The expected answer is a single number, namely how many lines in the data below hold the word "bool".

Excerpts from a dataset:
══════════════════════════════
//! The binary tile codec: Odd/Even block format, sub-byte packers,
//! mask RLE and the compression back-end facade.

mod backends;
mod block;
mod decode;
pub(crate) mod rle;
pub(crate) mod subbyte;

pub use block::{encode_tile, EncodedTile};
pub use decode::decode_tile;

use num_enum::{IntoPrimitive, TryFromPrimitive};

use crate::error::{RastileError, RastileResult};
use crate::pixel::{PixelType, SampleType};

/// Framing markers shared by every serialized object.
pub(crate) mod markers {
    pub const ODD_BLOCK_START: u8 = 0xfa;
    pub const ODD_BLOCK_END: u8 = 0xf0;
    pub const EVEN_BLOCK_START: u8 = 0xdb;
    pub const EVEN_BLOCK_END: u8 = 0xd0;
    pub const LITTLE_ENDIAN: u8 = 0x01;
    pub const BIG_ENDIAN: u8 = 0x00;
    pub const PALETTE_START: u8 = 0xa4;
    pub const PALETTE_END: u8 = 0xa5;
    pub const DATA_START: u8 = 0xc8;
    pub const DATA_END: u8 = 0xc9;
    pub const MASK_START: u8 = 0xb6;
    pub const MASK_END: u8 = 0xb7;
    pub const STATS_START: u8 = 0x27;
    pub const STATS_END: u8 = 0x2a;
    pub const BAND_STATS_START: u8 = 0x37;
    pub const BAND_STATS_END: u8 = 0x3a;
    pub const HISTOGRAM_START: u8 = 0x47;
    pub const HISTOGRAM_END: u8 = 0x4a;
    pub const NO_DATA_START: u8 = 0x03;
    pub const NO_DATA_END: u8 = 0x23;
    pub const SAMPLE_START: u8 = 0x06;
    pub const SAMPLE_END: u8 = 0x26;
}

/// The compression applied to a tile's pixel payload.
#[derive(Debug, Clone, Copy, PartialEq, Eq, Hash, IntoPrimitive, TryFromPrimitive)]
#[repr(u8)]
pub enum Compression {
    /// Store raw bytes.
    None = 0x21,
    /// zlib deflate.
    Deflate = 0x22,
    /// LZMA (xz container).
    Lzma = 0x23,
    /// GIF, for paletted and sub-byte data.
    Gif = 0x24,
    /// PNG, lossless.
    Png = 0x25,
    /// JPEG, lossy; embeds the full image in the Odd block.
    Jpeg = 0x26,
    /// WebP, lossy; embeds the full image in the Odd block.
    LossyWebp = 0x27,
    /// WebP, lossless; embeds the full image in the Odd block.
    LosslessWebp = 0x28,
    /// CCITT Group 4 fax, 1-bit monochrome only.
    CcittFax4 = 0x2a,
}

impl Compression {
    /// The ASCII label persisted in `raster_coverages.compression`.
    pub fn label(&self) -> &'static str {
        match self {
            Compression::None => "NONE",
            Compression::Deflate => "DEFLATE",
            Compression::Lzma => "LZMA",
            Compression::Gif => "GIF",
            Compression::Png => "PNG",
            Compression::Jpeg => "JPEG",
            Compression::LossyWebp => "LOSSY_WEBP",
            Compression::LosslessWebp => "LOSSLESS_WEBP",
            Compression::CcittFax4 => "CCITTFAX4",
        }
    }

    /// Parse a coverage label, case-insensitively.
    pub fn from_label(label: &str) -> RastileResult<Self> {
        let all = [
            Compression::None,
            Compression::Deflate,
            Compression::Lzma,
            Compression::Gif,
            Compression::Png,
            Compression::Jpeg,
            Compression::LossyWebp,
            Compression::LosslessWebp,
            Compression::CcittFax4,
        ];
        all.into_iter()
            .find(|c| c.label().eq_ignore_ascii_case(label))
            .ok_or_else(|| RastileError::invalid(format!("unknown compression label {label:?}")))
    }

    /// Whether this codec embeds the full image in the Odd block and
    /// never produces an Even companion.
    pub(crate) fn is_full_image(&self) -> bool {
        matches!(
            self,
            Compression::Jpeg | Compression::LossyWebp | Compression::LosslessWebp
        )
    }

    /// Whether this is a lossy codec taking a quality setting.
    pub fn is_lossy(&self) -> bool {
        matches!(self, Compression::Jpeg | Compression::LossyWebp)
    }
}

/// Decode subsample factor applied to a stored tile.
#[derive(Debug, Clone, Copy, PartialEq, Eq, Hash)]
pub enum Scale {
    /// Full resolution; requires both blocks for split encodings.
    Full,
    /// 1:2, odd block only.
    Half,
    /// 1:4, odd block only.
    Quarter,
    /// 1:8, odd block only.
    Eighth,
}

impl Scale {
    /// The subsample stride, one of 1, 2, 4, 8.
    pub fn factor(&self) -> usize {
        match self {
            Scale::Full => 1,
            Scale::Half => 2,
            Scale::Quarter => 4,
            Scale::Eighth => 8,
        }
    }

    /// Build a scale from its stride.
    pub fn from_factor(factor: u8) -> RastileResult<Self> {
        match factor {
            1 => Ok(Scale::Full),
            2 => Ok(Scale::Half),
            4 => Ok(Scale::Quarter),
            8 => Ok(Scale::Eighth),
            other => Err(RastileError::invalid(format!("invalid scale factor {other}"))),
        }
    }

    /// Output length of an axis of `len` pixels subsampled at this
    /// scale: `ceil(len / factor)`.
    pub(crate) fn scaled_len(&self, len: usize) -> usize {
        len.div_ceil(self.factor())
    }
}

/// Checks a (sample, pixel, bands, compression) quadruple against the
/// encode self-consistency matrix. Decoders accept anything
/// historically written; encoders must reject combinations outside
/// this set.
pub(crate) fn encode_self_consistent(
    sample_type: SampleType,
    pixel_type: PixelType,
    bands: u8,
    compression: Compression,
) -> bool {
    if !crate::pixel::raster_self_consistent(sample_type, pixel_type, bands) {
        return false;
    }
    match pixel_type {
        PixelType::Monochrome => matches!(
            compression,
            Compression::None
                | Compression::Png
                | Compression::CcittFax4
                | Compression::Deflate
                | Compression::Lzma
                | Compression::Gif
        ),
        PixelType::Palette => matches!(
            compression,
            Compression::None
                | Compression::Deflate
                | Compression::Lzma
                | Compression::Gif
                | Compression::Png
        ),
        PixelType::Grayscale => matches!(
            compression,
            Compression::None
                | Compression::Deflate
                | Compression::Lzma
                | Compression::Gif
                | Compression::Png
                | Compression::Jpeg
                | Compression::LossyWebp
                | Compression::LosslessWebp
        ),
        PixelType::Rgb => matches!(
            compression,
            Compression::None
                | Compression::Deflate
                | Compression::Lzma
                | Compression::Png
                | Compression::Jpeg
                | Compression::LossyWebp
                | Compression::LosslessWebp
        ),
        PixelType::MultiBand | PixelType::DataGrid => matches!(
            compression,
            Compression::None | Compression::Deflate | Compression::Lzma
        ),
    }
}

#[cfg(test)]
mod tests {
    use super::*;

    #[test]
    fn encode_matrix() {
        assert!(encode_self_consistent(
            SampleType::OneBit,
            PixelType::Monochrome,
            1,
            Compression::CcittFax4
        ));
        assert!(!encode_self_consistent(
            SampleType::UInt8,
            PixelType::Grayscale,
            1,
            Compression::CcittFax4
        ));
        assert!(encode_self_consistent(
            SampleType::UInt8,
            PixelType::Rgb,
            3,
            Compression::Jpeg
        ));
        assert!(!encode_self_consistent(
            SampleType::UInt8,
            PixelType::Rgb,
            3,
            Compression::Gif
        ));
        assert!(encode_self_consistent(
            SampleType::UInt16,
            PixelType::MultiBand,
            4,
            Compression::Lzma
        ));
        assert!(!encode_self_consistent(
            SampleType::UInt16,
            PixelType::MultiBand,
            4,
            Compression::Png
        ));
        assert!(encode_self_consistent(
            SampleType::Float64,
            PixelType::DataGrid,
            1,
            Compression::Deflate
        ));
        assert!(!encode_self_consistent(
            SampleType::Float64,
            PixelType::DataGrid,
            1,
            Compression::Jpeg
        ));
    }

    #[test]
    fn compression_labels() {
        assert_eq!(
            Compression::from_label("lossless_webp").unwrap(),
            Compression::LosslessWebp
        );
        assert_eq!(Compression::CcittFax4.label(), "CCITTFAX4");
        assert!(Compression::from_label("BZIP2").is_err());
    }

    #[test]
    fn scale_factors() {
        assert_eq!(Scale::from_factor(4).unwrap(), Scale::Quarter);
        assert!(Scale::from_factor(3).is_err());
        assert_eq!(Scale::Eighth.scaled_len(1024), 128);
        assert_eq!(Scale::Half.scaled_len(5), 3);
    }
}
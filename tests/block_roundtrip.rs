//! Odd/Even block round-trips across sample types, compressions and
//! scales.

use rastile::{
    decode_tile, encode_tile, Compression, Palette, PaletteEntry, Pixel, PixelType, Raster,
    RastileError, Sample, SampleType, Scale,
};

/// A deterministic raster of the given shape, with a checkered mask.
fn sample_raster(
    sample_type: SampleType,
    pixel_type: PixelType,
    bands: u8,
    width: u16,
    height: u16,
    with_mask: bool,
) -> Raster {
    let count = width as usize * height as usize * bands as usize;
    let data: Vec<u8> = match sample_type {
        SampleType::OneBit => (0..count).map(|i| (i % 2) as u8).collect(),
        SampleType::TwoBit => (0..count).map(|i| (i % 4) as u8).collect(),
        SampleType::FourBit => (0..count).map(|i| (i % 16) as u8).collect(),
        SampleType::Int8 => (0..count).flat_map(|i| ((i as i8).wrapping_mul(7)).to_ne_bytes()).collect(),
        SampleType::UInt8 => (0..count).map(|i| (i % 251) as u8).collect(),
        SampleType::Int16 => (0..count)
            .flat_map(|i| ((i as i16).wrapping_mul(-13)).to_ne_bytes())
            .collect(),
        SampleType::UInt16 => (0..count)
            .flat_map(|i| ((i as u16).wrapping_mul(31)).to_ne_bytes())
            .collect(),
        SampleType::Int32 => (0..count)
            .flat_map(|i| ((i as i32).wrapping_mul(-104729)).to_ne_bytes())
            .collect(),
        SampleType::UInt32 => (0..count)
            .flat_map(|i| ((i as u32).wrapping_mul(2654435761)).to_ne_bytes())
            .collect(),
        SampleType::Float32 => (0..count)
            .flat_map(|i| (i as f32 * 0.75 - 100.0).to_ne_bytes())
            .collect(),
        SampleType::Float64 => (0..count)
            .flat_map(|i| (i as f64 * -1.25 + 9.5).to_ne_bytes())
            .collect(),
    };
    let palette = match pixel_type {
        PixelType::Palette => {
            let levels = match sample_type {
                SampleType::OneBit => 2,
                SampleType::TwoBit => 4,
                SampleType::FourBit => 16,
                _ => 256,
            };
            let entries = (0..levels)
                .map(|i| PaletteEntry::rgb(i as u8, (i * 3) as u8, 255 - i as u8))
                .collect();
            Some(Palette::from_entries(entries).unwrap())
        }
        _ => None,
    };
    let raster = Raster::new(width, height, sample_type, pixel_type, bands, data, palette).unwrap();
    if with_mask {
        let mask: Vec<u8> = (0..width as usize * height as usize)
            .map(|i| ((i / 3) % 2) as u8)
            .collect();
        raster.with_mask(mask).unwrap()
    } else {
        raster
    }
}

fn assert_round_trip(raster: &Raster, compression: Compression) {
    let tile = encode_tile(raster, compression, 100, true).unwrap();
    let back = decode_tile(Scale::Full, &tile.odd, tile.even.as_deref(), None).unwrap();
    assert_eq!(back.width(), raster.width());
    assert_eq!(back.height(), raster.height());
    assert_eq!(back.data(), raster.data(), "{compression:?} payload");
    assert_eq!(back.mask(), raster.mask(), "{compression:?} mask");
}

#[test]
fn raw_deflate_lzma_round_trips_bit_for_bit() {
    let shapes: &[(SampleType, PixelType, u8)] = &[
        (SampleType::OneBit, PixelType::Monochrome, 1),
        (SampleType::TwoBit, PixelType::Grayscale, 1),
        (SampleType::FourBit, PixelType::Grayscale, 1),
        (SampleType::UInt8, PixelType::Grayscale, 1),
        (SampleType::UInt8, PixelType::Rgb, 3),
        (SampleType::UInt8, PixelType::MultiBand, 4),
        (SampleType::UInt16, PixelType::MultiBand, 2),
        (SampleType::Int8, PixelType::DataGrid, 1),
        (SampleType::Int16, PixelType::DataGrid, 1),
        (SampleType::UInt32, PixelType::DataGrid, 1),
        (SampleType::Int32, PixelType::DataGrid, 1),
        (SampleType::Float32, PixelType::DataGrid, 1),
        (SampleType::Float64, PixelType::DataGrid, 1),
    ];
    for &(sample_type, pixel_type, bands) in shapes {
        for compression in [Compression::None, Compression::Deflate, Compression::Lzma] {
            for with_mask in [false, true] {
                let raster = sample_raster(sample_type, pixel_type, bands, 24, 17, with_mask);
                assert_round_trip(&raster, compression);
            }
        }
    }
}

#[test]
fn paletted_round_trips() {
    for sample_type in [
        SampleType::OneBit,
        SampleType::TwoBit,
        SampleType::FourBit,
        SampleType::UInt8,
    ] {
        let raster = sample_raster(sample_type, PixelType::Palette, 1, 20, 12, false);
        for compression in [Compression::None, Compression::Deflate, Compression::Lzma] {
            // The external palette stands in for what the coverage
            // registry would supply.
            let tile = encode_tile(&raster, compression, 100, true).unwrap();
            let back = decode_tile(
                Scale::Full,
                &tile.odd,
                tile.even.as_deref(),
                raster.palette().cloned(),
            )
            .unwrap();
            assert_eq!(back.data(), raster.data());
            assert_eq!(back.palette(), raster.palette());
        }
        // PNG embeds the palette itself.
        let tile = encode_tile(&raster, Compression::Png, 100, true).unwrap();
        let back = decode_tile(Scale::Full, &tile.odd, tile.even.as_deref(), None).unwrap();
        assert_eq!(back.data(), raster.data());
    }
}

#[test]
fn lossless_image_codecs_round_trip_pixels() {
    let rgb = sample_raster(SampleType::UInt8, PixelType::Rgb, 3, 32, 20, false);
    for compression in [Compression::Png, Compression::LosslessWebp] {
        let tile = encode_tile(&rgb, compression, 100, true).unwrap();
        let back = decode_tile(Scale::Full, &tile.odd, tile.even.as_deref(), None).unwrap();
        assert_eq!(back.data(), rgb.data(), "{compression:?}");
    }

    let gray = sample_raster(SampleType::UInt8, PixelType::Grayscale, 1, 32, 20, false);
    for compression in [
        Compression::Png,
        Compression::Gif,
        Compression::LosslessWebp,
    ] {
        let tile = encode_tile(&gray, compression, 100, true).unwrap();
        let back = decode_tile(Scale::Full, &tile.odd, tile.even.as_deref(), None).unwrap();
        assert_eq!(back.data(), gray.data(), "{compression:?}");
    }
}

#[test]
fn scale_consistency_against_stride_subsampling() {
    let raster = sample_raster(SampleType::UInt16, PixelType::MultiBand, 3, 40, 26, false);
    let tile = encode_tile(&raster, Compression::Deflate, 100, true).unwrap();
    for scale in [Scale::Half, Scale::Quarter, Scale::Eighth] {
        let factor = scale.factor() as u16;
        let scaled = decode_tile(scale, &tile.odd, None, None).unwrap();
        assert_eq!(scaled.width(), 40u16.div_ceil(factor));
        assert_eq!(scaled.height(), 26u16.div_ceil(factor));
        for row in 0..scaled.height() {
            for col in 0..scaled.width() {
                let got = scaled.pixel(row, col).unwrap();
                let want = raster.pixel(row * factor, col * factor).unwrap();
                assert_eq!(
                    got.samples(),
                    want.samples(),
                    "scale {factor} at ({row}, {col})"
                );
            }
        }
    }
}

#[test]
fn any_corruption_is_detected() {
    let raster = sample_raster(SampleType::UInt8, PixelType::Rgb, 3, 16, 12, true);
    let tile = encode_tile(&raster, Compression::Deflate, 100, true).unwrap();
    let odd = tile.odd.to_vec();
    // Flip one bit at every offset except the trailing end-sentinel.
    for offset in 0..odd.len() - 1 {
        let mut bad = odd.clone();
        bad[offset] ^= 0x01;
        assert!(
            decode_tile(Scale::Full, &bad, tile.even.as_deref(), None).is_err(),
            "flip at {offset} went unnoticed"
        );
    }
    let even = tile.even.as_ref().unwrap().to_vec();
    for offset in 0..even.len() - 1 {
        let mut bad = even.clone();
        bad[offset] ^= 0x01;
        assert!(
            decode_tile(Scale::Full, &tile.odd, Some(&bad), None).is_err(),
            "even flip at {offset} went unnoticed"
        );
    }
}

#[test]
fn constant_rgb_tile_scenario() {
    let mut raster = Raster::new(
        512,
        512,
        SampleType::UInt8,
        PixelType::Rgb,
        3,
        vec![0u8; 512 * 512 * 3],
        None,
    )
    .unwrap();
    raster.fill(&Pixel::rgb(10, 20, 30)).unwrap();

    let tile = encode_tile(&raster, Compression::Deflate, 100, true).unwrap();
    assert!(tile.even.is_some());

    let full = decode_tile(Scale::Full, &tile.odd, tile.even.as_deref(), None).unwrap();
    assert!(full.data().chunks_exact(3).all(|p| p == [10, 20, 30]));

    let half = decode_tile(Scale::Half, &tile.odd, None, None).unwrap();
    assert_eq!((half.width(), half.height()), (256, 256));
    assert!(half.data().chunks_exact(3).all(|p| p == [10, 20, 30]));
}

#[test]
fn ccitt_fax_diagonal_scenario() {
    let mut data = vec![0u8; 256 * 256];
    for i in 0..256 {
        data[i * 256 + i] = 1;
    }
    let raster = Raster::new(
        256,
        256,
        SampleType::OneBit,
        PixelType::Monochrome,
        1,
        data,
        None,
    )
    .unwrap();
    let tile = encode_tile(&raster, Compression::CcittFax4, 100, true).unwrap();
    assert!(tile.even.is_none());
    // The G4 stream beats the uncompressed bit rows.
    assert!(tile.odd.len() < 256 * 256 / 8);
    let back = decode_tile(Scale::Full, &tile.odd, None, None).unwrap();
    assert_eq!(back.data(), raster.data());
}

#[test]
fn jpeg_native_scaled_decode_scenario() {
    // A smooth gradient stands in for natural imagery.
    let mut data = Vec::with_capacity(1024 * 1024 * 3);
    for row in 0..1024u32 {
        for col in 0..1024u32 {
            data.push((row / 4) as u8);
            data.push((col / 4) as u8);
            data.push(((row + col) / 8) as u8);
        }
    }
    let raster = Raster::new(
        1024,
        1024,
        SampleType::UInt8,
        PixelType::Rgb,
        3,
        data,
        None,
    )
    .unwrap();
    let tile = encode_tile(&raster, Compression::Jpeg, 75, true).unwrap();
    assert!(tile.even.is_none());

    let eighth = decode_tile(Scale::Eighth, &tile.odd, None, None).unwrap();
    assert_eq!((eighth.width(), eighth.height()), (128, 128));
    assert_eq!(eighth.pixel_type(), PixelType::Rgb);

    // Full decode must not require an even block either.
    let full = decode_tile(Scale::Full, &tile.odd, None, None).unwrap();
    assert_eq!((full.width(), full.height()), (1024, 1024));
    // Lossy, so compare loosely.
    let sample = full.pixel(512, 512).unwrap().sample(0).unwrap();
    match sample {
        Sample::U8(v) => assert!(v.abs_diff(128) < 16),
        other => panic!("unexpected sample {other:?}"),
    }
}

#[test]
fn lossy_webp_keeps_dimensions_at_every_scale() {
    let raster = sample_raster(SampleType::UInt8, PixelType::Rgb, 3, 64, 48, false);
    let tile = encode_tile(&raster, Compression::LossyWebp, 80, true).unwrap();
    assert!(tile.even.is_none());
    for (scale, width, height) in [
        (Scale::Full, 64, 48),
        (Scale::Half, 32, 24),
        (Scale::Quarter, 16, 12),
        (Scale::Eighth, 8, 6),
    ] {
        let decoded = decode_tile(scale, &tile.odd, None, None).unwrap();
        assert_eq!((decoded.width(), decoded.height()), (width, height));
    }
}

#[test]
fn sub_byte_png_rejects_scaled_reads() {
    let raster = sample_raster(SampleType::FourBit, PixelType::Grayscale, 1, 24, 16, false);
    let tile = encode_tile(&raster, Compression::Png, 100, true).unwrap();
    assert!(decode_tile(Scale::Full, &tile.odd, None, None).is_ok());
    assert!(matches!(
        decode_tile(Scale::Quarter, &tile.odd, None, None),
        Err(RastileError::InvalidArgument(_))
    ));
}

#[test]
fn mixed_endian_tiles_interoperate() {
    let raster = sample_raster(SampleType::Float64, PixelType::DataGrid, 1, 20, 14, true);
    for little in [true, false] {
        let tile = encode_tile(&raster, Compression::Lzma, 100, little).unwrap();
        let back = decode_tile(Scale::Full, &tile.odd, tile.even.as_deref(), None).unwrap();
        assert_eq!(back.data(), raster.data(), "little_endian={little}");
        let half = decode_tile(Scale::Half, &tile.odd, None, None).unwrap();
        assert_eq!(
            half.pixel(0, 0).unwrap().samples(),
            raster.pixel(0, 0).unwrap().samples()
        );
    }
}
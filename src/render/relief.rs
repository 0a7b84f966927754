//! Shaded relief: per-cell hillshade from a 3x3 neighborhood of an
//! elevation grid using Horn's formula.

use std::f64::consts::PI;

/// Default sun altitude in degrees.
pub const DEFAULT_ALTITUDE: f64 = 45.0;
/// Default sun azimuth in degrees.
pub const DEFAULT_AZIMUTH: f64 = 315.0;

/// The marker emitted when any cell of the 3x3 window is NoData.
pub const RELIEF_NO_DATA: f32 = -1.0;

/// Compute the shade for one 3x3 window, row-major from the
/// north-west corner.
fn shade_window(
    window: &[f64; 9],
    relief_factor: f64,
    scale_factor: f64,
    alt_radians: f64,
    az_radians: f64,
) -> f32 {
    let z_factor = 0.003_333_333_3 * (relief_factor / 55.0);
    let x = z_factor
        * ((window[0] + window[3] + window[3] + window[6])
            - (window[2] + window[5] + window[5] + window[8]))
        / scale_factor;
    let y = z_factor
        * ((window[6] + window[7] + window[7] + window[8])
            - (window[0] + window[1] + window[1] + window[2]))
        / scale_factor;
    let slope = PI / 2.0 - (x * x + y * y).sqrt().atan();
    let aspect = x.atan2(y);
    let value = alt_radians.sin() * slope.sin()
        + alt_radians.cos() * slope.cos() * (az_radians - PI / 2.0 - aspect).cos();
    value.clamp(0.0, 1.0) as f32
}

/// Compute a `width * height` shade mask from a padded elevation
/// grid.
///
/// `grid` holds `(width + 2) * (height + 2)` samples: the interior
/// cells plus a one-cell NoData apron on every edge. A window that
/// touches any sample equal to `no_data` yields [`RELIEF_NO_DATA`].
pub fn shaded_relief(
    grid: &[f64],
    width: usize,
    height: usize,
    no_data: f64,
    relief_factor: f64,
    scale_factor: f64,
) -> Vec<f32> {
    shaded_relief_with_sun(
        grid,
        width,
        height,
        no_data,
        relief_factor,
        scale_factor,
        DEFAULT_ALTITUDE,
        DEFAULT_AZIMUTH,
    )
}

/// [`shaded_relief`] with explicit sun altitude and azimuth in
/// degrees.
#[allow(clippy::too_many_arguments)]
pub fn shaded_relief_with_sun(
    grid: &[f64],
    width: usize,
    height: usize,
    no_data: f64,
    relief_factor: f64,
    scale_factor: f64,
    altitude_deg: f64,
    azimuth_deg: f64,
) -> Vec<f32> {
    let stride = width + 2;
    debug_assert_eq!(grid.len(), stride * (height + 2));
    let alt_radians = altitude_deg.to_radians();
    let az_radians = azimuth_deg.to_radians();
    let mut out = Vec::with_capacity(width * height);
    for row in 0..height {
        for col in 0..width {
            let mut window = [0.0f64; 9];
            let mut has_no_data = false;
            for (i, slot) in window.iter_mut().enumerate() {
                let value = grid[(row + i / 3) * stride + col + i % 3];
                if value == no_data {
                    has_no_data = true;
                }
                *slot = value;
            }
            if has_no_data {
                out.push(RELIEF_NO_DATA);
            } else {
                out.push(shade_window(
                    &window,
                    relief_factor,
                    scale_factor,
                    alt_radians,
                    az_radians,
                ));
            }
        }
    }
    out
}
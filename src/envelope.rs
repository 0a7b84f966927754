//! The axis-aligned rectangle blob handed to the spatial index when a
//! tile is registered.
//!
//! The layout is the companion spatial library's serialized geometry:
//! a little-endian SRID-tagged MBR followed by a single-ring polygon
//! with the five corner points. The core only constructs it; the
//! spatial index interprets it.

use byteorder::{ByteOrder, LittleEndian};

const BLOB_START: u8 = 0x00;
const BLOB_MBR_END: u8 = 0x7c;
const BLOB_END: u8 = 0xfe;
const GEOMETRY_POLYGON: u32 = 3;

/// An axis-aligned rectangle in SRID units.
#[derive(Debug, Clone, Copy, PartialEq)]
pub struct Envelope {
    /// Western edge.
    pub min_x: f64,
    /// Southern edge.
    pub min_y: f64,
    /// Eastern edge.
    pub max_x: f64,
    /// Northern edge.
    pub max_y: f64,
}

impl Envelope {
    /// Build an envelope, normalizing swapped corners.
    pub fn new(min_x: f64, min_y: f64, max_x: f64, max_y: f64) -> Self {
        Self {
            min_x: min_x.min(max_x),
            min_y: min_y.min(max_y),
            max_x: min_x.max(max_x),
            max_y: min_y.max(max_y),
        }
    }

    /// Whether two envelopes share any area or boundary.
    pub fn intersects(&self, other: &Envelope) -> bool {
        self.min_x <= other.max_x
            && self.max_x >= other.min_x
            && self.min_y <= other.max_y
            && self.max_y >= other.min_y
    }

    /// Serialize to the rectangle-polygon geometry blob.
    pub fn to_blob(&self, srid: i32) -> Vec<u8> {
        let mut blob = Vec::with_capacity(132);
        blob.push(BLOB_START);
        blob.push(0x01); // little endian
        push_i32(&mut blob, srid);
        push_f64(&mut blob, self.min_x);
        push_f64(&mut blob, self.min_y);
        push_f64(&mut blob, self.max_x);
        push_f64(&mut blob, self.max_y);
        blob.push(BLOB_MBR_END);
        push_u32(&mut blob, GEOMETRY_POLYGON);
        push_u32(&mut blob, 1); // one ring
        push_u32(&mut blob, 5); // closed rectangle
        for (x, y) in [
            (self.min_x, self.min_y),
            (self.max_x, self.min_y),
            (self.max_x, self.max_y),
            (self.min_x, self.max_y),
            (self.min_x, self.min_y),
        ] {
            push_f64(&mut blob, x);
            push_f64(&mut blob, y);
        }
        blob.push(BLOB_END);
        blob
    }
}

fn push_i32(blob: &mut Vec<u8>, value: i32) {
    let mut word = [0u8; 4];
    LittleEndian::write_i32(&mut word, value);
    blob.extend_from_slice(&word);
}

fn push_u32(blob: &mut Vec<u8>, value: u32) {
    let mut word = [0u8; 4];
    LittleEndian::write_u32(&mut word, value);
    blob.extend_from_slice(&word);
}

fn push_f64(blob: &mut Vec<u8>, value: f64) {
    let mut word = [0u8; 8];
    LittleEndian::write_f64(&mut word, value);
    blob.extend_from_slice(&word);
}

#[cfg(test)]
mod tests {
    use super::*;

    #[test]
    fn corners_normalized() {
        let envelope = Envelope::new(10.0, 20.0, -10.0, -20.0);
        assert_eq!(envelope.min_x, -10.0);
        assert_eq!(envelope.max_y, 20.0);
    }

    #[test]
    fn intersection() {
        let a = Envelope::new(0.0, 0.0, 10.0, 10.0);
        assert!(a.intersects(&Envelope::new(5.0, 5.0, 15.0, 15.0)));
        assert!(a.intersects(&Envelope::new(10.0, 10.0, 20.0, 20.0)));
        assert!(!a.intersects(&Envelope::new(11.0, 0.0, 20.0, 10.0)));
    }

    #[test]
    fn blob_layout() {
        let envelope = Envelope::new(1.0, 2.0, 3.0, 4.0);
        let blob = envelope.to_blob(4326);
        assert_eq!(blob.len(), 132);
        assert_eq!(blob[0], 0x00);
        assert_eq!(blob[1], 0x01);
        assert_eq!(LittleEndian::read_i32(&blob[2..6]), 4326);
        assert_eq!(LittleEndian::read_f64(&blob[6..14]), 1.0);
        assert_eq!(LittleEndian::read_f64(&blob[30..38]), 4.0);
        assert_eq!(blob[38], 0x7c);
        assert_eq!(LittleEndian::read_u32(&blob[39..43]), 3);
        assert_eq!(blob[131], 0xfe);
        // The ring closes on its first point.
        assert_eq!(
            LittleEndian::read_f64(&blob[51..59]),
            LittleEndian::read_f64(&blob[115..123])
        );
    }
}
══════════════════════════════
> _Written solution_:
5